Task directions — Look through the data below and extract, unchanged, the lines from the one that contains "across all handlers" to the one that contains "RequestService<", both included.

Collected data —
______________________________

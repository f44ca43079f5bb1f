//! Blood Bank API Server
//!
//! Backend for a blood donation and inventory platform: hospitals, blood
//! types, a per-hospital unit ledger, donation appointments, blood requests,
//! and user registration with roles.
//! Uses hexagonal (ports & adapters) architecture for clean separation of concerns.

use std::net::SocketAddr;
use std::sync::Arc;

use axum::{
    middleware,
    routing::{get, post, put},
    Json, Router,
};
use sea_orm::Database;
use serde::Serialize;
use tower_governor::governor::GovernorConfigBuilder;
use tower_governor::key_extractor::PeerIpKeyExtractor;
use tower_governor::GovernorLayer;
use tower_http::cors::{Any, CorsLayer};
use tower_http::trace::TraceLayer;
use tracing_subscriber::{layer::SubscriberExt, util::SubscriberInitExt};

mod adapters;
mod app;
mod auth;
mod config;
mod domain;
mod entity;
mod error;
mod handlers;
mod response;

#[cfg(test)]
mod test_utils;


use adapters::{
    PostgresAppointmentRepository, PostgresBloodTypeRepository, PostgresHospitalRepository,
    PostgresInventoryRepository, PostgresRequestRepository, PostgresUserDirectory,
};
use app::{AppointmentService, InventoryService, RequestService, UserService};
use config::Config;

/// Application state shared across all handlers
#[derive(Clone)]
pub struct AppState {
    pub inventory_service: Arc<
        InventoryService<
            PostgresInventoryRepository,
            PostgresHospitalRepository,
            PostgresBloodTypeRepository,
        >,
    >,
    pub appointment_service: Arc<
        AppointmentService<
            PostgresAppointmentRepository,
            PostgresHospitalRepository,
            PostgresUserDirectory,
        >,
    >,
    pub request_service: Arc<
        RequestService<
            PostgresRequestRepository,
            PostgresHospitalRepository,
            PostgresBloodTypeRepository,
        >,
    >,
    pub user_service: Arc<UserService<PostgresUserDirectory>>,
    pub hospital_repo: Arc<PostgresHospitalRepository>,
    pub blood_type_repo: Arc<PostgresBloodTypeRepository>,
}

#[derive(Serialize)]
struct HealthResponse {
    status: &'static str,
    version: &'static str,
}

async fn health() -> Json<HealthResponse> {
    Json(HealthResponse {
        status: "ok",
        version: env!("CARGO_PKG_VERSION"),
    })
}

#[tokio::main]
async fn main() {
    // Initialize tracing
    tracing_subscriber::registry()
        .with(
            tracing_subscriber::EnvFilter::try_from_default_env()
                .unwrap_or_else(|_| "info,bloodbank_api=debug".into()),
        )
        .with(tracing_subscriber::fmt::layer())
        .init();

    tracing::info!("Starting Blood Bank API...");

    // Load configuration
    let config = Config::from_env();

    // Connect to PostgreSQL
    tracing::info!("Connecting to database...");
    let db = Database::connect(&config.database_url)
        .await
        .expect("Failed to connect to database");
    tracing::info!("Database connected");

    // Create adapters
    let hospital_repo = Arc::new(PostgresHospitalRepository::new(db.clone()));
    let blood_type_repo = Arc::new(PostgresBloodTypeRepository::new(db.clone()));
    let inventory_repo = Arc::new(PostgresInventoryRepository::new(db.clone()));
    let appointment_repo = Arc::new(PostgresAppointmentRepository::new(db.clone()));
    let request_repo = Arc::new(PostgresRequestRepository::new(db.clone()));
    let user_directory = Arc::new(PostgresUserDirectory::new(db.clone()));

    // Create application services
    let inventory_service = Arc::new(InventoryService::new(
        inventory_repo.clone(),
        hospital_repo.clone(),
        blood_type_repo.clone(),
    ));

    let appointment_service = Arc::new(AppointmentService::new(
        appointment_repo.clone(),
        hospital_repo.clone(),
        user_directory.clone(),
    ));

    let request_service = Arc::new(RequestService::new(
        request_repo.clone(),
        hospital_repo.clone(),
        blood_type_repo.clone(),
    ));

    let user_service = Arc::new(UserService::new(user_directory.clone()));

    // Create app state
    let state = AppState {
        inventory_service,
        appointment_service,
        request_service,
        user_service,
        hospital_repo,
        blood_type_repo,
    };

    // Throttle registration per client: 2 req/sec, burst of 5. Keyed by the
    // socket peer address since nothing sits in front of this server.
    let governor_config = Arc::new(
        GovernorConfigBuilder::default()
            .key_extractor(PeerIpKeyExtractor)
            .per_second(2)
            .burst_size(5)
            .finish()
            .expect("Failed to build governor config"),
    );

    // Registration is rate limited; the list endpoint on the same path is not
    let users_routes = get(handlers::list_users).merge(post(handlers::register).layer(
        GovernorLayer {
            config: governor_config,
        },
    ));

    // Appointments require a session
    let appointment_routes = Router::new()
        .route(
            "/api/appointment",
            get(handlers::list_appointments).post(handlers::create_appointment),
        )
        .route(
            "/api/appointment/:id",
            get(handlers::get_appointment)
                .put(handlers::update_appointment)
                .delete(handlers::delete_appointment),
        )
        .route(
            "/api/appointment/:id/status",
            put(handlers::set_appointment_status),
        )
        .layer(middleware::from_fn_with_state(
            state.clone(),
            auth::auth_middleware,
        ));

    // Build router
    let app = Router::new()
        // Health check (no auth)
        .route("/health", get(health))
        // Hospitals
        .route(
            "/api/hospitals",
            get(handlers::list_hospitals).post(handlers::create_hospital),
        )
        .route(
            "/api/hospitals/:id",
            get(handlers::get_hospital)
                .put(handlers::update_hospital)
                .delete(handlers::delete_hospital),
        )
        // Blood types
        .route(
            "/api/bloodtypes",
            get(handlers::list_blood_types).post(handlers::create_blood_type),
        )
        .route(
            "/api/bloodtypes/:id",
            get(handlers::get_blood_type)
                .put(handlers::update_blood_type)
                .delete(handlers::delete_blood_type),
        )
        // Blood inventory ledger
        .route(
            "/api/bloodinventorys",
            get(handlers::list_inventories).post(handlers::create_inventory),
        )
        .route(
            "/api/bloodinventorys/:id",
            get(handlers::get_inventory)
                .put(handlers::update_inventory)
                .delete(handlers::delete_inventory),
        )
        .route(
            "/api/bloodinventorys/:id/addunits",
            post(handlers::add_inventory_units),
        )
        .route(
            "/api/bloodinventorys/:id/removeunits",
            post(handlers::remove_inventory_units),
        )
        // Blood requests
        .route(
            "/api/requests",
            get(handlers::list_requests).post(handlers::create_request),
        )
        .route(
            "/api/requests/:id",
            get(handlers::get_request)
                .put(handlers::update_request)
                .delete(handlers::delete_request),
        )
        // Users
        .route("/api/users", users_routes)
        .route(
            "/api/users/:id",
            get(handlers::get_user)
                .put(handlers::update_user)
                .delete(handlers::delete_user),
        )
        // Merge session-protected routes
        .merge(appointment_routes)
        // Middleware
        .layer(
            CorsLayer::new()
                .allow_origin(Any)
                .allow_methods(Any)
                .allow_headers(Any),
        )
        .layer(TraceLayer::new_for_http())
        .with_state(state);

    // Start server
    let port: u16 = std::env::var("PORT")
        .ok()
        .and_then(|p| p.parse().ok())
        .unwrap_or(8080);
    let addr = SocketAddr::from(([0, 0, 0, 0], port));
    tracing::info!("Listening on {}", addr);

    let listener = tokio::net::TcpListener::bind(addr).await.unwrap();
    axum::serve(
        listener,
        app.into_make_service_with_connect_info::<SocketAddr>(),
    )
    .await
    .unwrap();
}
//! Test fixtures
//!
//! Factory functions for creating test data with sensible defaults.
//! Each fixture function creates a valid entity that can be customized.

use chrono::Utc;

use crate::domain::entities::{
    Appointment, AppointmentId, AppointmentStatus, BloodInventory, BloodInventoryId, BloodType,
    BloodTypeId, Hospital, HospitalId, Request, RequestId, User, UserId,
};

/// Create a test hospital with default values
pub fn test_hospital(id: i32) -> Hospital {
    Hospital {
        id: HospitalId(id),
        name: format!("General Hospital {}", id),
        address: "1 Main St".to_string(),
        phone: "555-0100".to_string(),
        email: format!("contact{}@hospital.example", id),
    }
}

/// Create a test blood type with a specific name
pub fn test_blood_type(id: i32, name: &str) -> BloodType {
    BloodType {
        id: BloodTypeId(id),
        name: name.to_string(),
    }
}

/// Create a test inventory row with a specific balance
pub fn test_inventory(id: i32, hospital_id: i32, blood_type_id: i32, units: i32) -> BloodInventory {
    BloodInventory {
        id: BloodInventoryId(id),
        hospital_id: HospitalId(hospital_id),
        blood_type_id: BloodTypeId(blood_type_id),
        available_units: units,
    }
}

/// Create a test appointment with default values
pub fn test_appointment(id: i32, user_id: i32, hospital_id: i32) -> Appointment {
    Appointment {
        id: AppointmentId(id),
        user_id: UserId(user_id),
        hospital_id: HospitalId(hospital_id),
        appointment_type: "donation".to_string(),
        status: AppointmentStatus::Pending,
        date: Utc::now(),
        info: "".to_string(),
    }
}

/// Create a test request with default values
pub fn test_request(id: i32, blood_type_id: i32, hospital_id: i32) -> Request {
    Request {
        id: RequestId(id),
        requester_name: "Test Requester".to_string(),
        blood_type_id: BloodTypeId(blood_type_id),
        quantity: 2,
        hospital_id: HospitalId(hospital_id),
        request_date: Utc::now(),
    }
}

/// Create a test user with default values
pub fn test_user(id: i32) -> User {
    User {
        id: UserId(id),
        first_name: "Test".to_string(),
        last_name: format!("User{}", id),
        user_name: format!("tuser{}", id),
        email: format!("tuser{}@example.com", id),
        phone_number: "555-0123".to_string(),
        gender: "other".to_string(),
        address: "2 Side St".to_string(),
        create_date: Utc::now(),
        update_date: Utc::now(),
        last_donation_date: None,
        date_of_birth: Utc::now(),
        user_type: "donor".to_string(),
        blood_type: "O+".to_string(),
    }
}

______________________________

The answer —
/// Application state shared across all handlers
#[derive(Clone)]
pub struct AppState {
    pub inventory_service: Arc<
        InventoryService<
            PostgresInventoryRepository,
            PostgresHospitalRepository,
            PostgresBloodTypeRepository,
        >,
    >,
    pub appointment_service: Arc<
        AppointmentService<
            PostgresAppointmentRepository,
            PostgresHospitalRepository,
            PostgresUserDirectory,
        >,
    >,
    pub request_service: Arc<
        RequestService<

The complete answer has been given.